## What to produce
Return the data below exactly, but only from the line containing "the same offset." through the line containing "for (normal, sum)", with both of those lines included.

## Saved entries
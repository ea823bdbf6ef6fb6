//! In-place modification of EdgeMesh geometry.
//!
//! Topology (faces, edges, incidence) is fixed at construction; only vertex
//! positions and normals change here.

use glam::DVec3;
use tracing::trace;

use super::construction::polygon_area_vector;
use super::types::{GeometryError, VertexId};
use super::EdgeMesh;

impl EdgeMesh {
    /// Copy of this mesh for a deformer to write its output into.
    ///
    /// The copy shares topology and edge enumeration with `self`.
    pub fn clone_for_output(&self) -> Self {
        self.clone()
    }

    /// Set a vertex position. Normals are left untouched.
    pub fn set_position(&mut self, id: VertexId, position: DVec3) {
        self.positions[id.index()] = position;
    }

    /// Translate every vertex by the same offset.
    pub fn translate_all(&mut self, offset: DVec3) {
        for p in &mut self.positions {
            *p += offset;
        }
    }

    /// Recompute face normals and area-weighted vertex normals.
    ///
    /// Vertices with no faces, or only degenerate ones, get a zero normal.
    pub fn recompute_normals(&mut self) {
        let mut accum = vec![DVec3::ZERO; self.positions.len()];

        for face in &mut self.faces {
            let area = polygon_area_vector(&self.positions, &face.vertices);
            face.normal = area.normalize_or_zero();
            for &v in &face.vertices {
                accum[v.index()] += area;
            }
        }

        for (normal, sum) in self.normals.iter_mut().zip(accum) {
            *normal = sum.normalize_or_zero();
        }
    }

    /// Flat `[x0, y0, z0, x1, ...]` view of the vertex positions.
    ///
    /// This is the layout hosts use for point arrays.
    pub fn point_buffer(&self) -> &[f64] {
        bytemuck::cast_slice(&self.positions)
    }

    /// Overwrite all vertex positions from a flat xyz buffer.
    pub fn set_points_from_buffer(&mut self, buffer: &[f64]) -> Result<(), GeometryError> {
        let expected = self.positions.len() * 3;
        if buffer.len() != expected {
            return Err(GeometryError::PointBufferLength {
                expected,
                actual: buffer.len(),
            });
        }
        let points: &[DVec3] =
            bytemuck::try_cast_slice(buffer).map_err(GeometryError::PointBufferCast)?;
        self.positions.copy_from_slice(points);
        trace!("set_points_from_buffer: {} points", points.len());
        Ok(())
    }
}

#[cfg(test)]
mod tests {
    use super::super::test_meshes::{cube, triangle};
    use super::*;

    #[test]
    fn test_clone_for_output_is_independent() {
        let original = triangle();
        let mut output = original.clone_for_output();
        output.set_position(VertexId(0), DVec3::new(5.0, 5.0, 5.0));
        assert_eq!(original.position(VertexId(0)), DVec3::ZERO);
        assert_eq!(output.edge_list(), original.edge_list());
    }

    #[test]
    fn test_translate_all() {
        let mut mesh = cube(1.0);
        let before = mesh.positions().to_vec();
        mesh.translate_all(DVec3::new(1.0, 2.0, 3.0));
        for (a, b) in before.iter().zip(mesh.positions()) {
            assert_eq!(*b - *a, DVec3::new(1.0, 2.0, 3.0));
        }
    }

    #[test]
    fn test_recompute_normals_after_move() {
        let mut mesh = triangle();
        assert!((mesh.normal(VertexId(0)) - DVec3::Z).length() < 1e-12);
        mesh.set_position(VertexId(2), DVec3::new(0.0, 0.0, 1.0));
        mesh.recompute_normals();
        assert!((mesh.normal(VertexId(0)) - DVec3::NEG_Y).length() < 1e-12);
    }

    #[test]
    fn test_isolated_vertex_has_zero_normal() {
        let mesh = EdgeMesh::from_triangles(
            vec![
                DVec3::ZERO,
                DVec3::X,
                DVec3::Y,
                DVec3::new(9.0, 9.0, 9.0),
            ],
            &[0, 1, 2],
        )
        .unwrap();
        assert_eq!(mesh.normal(VertexId(3)), DVec3::ZERO);
        assert!(mesh.connected_edges(VertexId(3)).is_empty());
    }

    #[test]
    fn test_point_buffer_layout() {
        let mesh = triangle();
        assert_eq!(
            mesh.point_buffer(),
            &[0.0, 0.0, 0.0, 1.0, 0.0, 0.0, 0.0, 1.0, 0.0]
        );
    }

    #[test]
    fn test_set_points_from_buffer() {
        let mut mesh = triangle();
        let buffer = [1.0, 1.0, 1.0, 2.0, 1.0, 1.0, 1.0, 2.0, 1.0];
        mesh.set_points_from_buffer(&buffer).unwrap();
        assert_eq!(mesh.position(VertexId(1)), DVec3::new(2.0, 1.0, 1.0));
    }

    #[test]
    fn test_set_points_rejects_wrong_length() {
        let mut mesh = triangle();
        let result = mesh.set_points_from_buffer(&[0.0; 4]);
        assert!(matches!(
            result,
            Err(GeometryError::PointBufferLength {
                expected: 9,
                actual: 4
            })
        ));
    }
}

## Written response
    /// Translate every vertex by the same offset.
    pub fn translate_all(&mut self, offset: DVec3) {
        for p in &mut self.positions {
            *p += offset;
        }
    }

    /// Recompute face normals and area-weighted vertex normals.
    ///
    /// Vertices with no faces, or only degenerate ones, get a zero normal.
    pub fn recompute_normals(&mut self) {
        let mut accum = vec![DVec3::ZERO; self.positions.len()];

        for face in &mut self.faces {
            let area = polygon_area_vector(&self.positions, &face.vertices);
            face.normal = area.normalize_or_zero();
            for &v in &face.vertices {
                accum[v.index()] += area;
            }
        }

        for (normal, sum) in self.normals.iter_mut().zip(accum) {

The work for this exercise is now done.